Наиболее уязвимы для алкоголя нейроны, так как этиловый спирт обладает нейротоксическим действием [93, 114, 255]. Этанол вызывает индуцирование функциональных изменений в нейронах головного мозга [206, 290, 291] путем изменения состояния белкового компонента мембран нейронов, содержания в них жидкости, способности мембран к транспорту ионов, что приводит к набуханию нейроцитов [93]. В результате этого происходит изменение жидкокристаллического состояния биологических мембран, в которых возрастает подвижность молекул липидов и белков [93]. Ранее считалось, что главным эффектом этанола на ЦНС являлась флюидизация мембран нейронов [212], затем было выдвинуто мнение, что наибольший вред наносит образование свободных радикалов и нарушение билипидного слоя биологических мембран [244]
В настоящее время считается, что главным эффектом этанола на нервные клетки является модификация белков биологических мембран [93]. Основные механизмы, которые лежат в основе этанол-индуцированных функциональных изменений мозжечка, связывают со следующими факторами: эндотоксичность, особенности диеты, недостаток тиамина, аномалии нейроглии, активация апоптоза, оксидативный стресс, изменения энергетического статуса клетки [264]. Острая и хроническая алкогольная интоксикация сопровождается также нарушением функционирования ряда нейротрансмиттерных систем: серотонинергической, дофаминергической [171, 188, 206, 226, 245, 260], а также систем возбуждающих и тормозных аминокислот-трансмиттеров [115, 211]. Этанол влияет на функции основных нейромедиаторных и нейромодуляторных систем, изменяет функцию ГАБА [33, 218, 234, 236, 258, 259], активирует N-метил-D-аспартатные (NMDA) рецепторы [114, 205, 206, 257, 290, 291], чрезмерная стимуляция которых сопровождается образованию оксида азота и нейротоксическими эффектами [29, 114, 201, 206]. Интоксикация этанолом способствует повышению внутриклеточной концентрации ионов кальция, а также повреждению комплекса ГАМК/хлорный канал [114]. Свободные радикалы, которые образуются в результате метаболизма этанола способны к инициированию апоптотической нейродегенерации [171, 173, 200, 223], развивающейся как каскадный процесс и сопровождающейся активацией специфических про- или антиапоптических белков, а также протеолитических ферментов каспаз, в частности каспазы-3, с активацией которой также связывают нейротоксичность этанола [93, 172, 191, 200].
Изменение уровня биологически активных пептидов при алкогольной интоксикации [29], связывают с изменением активности ферментов их обмена фенилметилсульфонилфторид-ингибируемой карбоксипептидазы и карбоксипептидазы Н [22, 114]. Этанол снижает уровень специфического протеина мозга, который стимулирует рост нейронов (фактор роста мозга) и нарушает экспрессию гена bcl-2, ингибирующий апоптоз [114, 209]. Интоксикация этанолом нарушает транспорт глутамата в головном мозге [265], изменяет содержание антиоксидантов [178], стимулирует высвобождение кортикостерона [170], увеличивает активность ацетилхолинэстеразы (АХЭ) [100]. При длительном действии алкоголя в ткани головного мозга крыс уменьшается активность тиаминкиназы и кетоглутаратдегидрогеназного комплекса (КГДГ), снижается уровень NAD+ [100]. Острые отравления алкоголем представляют собой «острую химическую травму», развивающуюся вследствие попадания в организм токсической дозы этилового спирта.

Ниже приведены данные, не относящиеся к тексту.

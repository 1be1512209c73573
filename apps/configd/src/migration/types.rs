use chrono::{DateTime, Utc};
use serde::{Deserialize, Serialize};
use serde_json::Value;
use uuid::Uuid;

/// Why a coordinator invocation ended without converging anything.
#[derive(Debug, Clone, Copy, PartialEq, Eq)]
pub enum SkipReason {
    LockContention,
    FlagMissing,
    FeatureDisabled,
    DependencyUnsatisfied,
}

impl SkipReason {
    pub fn as_str(self) -> &'static str {
        match self {
            Self::LockContention => "lock_contention",
            Self::FlagMissing => "flag_missing",
            Self::FeatureDisabled => "feature_disabled",
            Self::DependencyUnsatisfied => "dependency_unsatisfied",
        }
    }
}

#[derive(Debug, Clone, Copy, PartialEq, Eq)]
pub enum AbortReason {
    HasRecentData,
}

impl AbortReason {
    pub fn as_str(self) -> &'static str {
        match self {
            Self::HasRecentData => "has_recent_data",
        }
    }
}

/// Classification of a domain failure caught at the coordinator boundary.
#[derive(Debug, Clone, Copy, PartialEq, Eq)]
pub enum FailureKind {
    CapabilityUnavailable,
    PrivilegeDenied,
    InvalidParameters,
    UnexpectedError,
}

impl FailureKind {
    pub fn as_str(self) -> &'static str {
        match self {
            Self::CapabilityUnavailable => "capability_unavailable",
            Self::PrivilegeDenied => "privilege_denied",
            Self::InvalidParameters => "invalid_parameters",
            Self::UnexpectedError => "unexpected_error",
        }
    }
}

/// Overall outcome of a coordinator invocation. Communicated through the
/// MigrationRecord, never through process exit codes or panics.
#[derive(Debug, Clone, Copy, PartialEq, Eq)]
pub enum MigrationStatus {
    Installed,
    DryRunCompleted,
    RolledBack,
    Failed(FailureKind),
    Skipped(SkipReason),
    Aborted(AbortReason),
}

impl MigrationStatus {
    pub fn code(self) -> String {
        match self {
            Self::Installed => "installed".to_string(),
            Self::DryRunCompleted => "dry_run_completed".to_string(),
            Self::RolledBack => "rolled_back".to_string(),
            Self::Failed(kind) => format!("failed/{}", kind.as_str()),
            Self::Skipped(reason) => format!("skipped/{}", reason.as_str()),
            Self::Aborted(reason) => format!("aborted/{}", reason.as_str()),
        }
    }

    pub fn from_code(code: &str) -> Option<Self> {
        match code {
            "installed" => return Some(Self::Installed),
            "dry_run_completed" => return Some(Self::DryRunCompleted),
            "rolled_back" => return Some(Self::RolledBack),
            _ => {}
        }
        let (family, detail) = code.split_once('/')?;
        match family {
            "failed" => {
                let kind = match detail {
                    "capability_unavailable" => FailureKind::CapabilityUnavailable,
                    "privilege_denied" => FailureKind::PrivilegeDenied,
                    "invalid_parameters" => FailureKind::InvalidParameters,
                    "unexpected_error" => FailureKind::UnexpectedError,
                    _ => return None,
                };
                Some(Self::Failed(kind))
            }
            "skipped" => {
                let reason = match detail {
                    "lock_contention" => SkipReason::LockContention,
                    "flag_missing" => SkipReason::FlagMissing,
                    "feature_disabled" => SkipReason::FeatureDisabled,
                    "dependency_unsatisfied" => SkipReason::DependencyUnsatisfied,
                    _ => return None,
                };
                Some(Self::Skipped(reason))
            }
            "aborted" => match detail {
                "has_recent_data" => Some(Self::Aborted(AbortReason::HasRecentData)),
                _ => None,
            },
            _ => None,
        }
    }
}

#[derive(Debug, Clone, Copy, PartialEq, Eq, Serialize, Deserialize)]
#[serde(rename_all = "snake_case")]
pub enum StepAction {
    DependencyCheck,
    PrivilegeCheck,
    EnsureExtension,
    EnsureTable,
    EnsureIndex,
    EnsureRoutine,
    ShapeCheck,
    RecencyCheck,
    DropRoutine,
    DropTable,
}

impl StepAction {
    pub fn as_str(self) -> &'static str {
        match self {
            Self::DependencyCheck => "dependency_check",
            Self::PrivilegeCheck => "privilege_check",
            Self::EnsureExtension => "ensure_extension",
            Self::EnsureTable => "ensure_table",
            Self::EnsureIndex => "ensure_index",
            Self::EnsureRoutine => "ensure_routine",
            Self::ShapeCheck => "shape_check",
            Self::RecencyCheck => "recency_check",
            Self::DropRoutine => "drop_routine",
            Self::DropTable => "drop_table",
        }
    }
}

#[derive(Debug, Clone, Copy, PartialEq, Eq, Serialize, Deserialize)]
#[serde(rename_all = "snake_case")]
pub enum StepOutcome {
    Created,
    AlreadySatisfied,
    Satisfied,
    Mismatch,
    Unsatisfied,
    WouldCreate,
    WouldDrop,
    Dropped,
    AlreadyAbsent,
    Failed,
}

/// One explicit outcome per coordinator step, in execution order. The
/// aggregate of these is the audit trail for a run; nothing is
/// caught-and-forgotten.
#[derive(Debug, Clone, Serialize, Deserialize)]
pub struct StepEvent {
    pub target: String,
    pub action: StepAction,
    pub outcome: StepOutcome,
    #[serde(skip_serializing_if = "Option::is_none")]
    pub detail: Option<String>,
    pub at: DateTime<Utc>,
}

impl StepEvent {
    pub fn new(target: impl Into<String>, action: StepAction, outcome: StepOutcome) -> Self {
        Self {
            target: target.into(),
            action,
            outcome,
            detail: None,
            at: Utc::now(),
        }
    }

    pub fn with_detail(mut self, detail: impl Into<String>) -> Self {
        self.detail = Some(detail.into());
        self
    }
}

/// Append-only audit row for one coordinator invocation. Immutable once
/// written to the sink.
#[derive(Debug, Clone)]
pub struct MigrationRecord {
    pub record_id: String,
    pub migration_name: String,
    pub environment: String,
    pub started_at: DateTime<Utc>,
    pub completed_at: Option<DateTime<Utc>>,
    pub status: MigrationStatus,
    pub dry_run: bool,
    pub steps: Vec<StepEvent>,
    pub resolved_config: Value,
}

impl MigrationRecord {
    pub fn begin(migration_name: &str, environment: &str, dry_run: bool) -> Self {
        Self {
            record_id: Uuid::now_v7().to_string(),
            migration_name: migration_name.to_string(),
            environment: environment.to_string(),
            started_at: Utc::now(),
            completed_at: None,
            status: MigrationStatus::Skipped(SkipReason::FlagMissing),
            dry_run,
            steps: Vec::new(),
            resolved_config: Value::Null,
        }
    }

    pub fn finish(mut self, status: MigrationStatus) -> Self {
        self.status = status;
        self.completed_at = Some(Utc::now());
        self
    }

    pub fn push(&mut self, step: StepEvent) {
        self.steps.push(step);
    }

    /// Wire representation: the status travels as its code string.
    pub fn to_json(&self) -> Value {
        serde_json::json!({
            "record_id": self.record_id,
            "migration_name": self.migration_name,
            "environment": self.environment,
            "started_at": self.started_at,
            "completed_at": self.completed_at,
            "status": self.status.code(),
            "dry_run": self.dry_run,
            "steps": serde_json::to_value(&self.steps).unwrap_or(Value::Null),
            "resolved_config": self.resolved_config,
        })
    }
}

Острая алкогольная интоксикация характеризуется сердечнососудистой недостаточностью, метаболическим ацидозом, а также нарушением деятельности коры больших полушарий головного мозга, поражением клеток спинного и продолговатого мозга [159, 167].
Хроническая алкогольная интоксикация вызывает изменения в органах и системах, что может вызывать прогрессирующую полиорганную патологию, а также развитие токсической энцефалопатии, которая может проявляться как симптомами возбуждения ЦНС (бред, галлюцинации, судорожный синдром), так и угнетением в виде заторможенности, оглушения, сопора [93]. Хроническая интоксикация этанолом способна оказывать функциональное и структурное повреждение головного мозга, которое может приводить к неврологической дисфункции [216], вызывает характерную модуляцию апоптоз-ассоциированных белков, высвобождение цитохрома С, сопутствующее с активацией прокаспазы-9 и прокаспазы-3, ведущее к фрагментации олигонуклеосомальной ДНК в коре головного мозга и мозжечке [255].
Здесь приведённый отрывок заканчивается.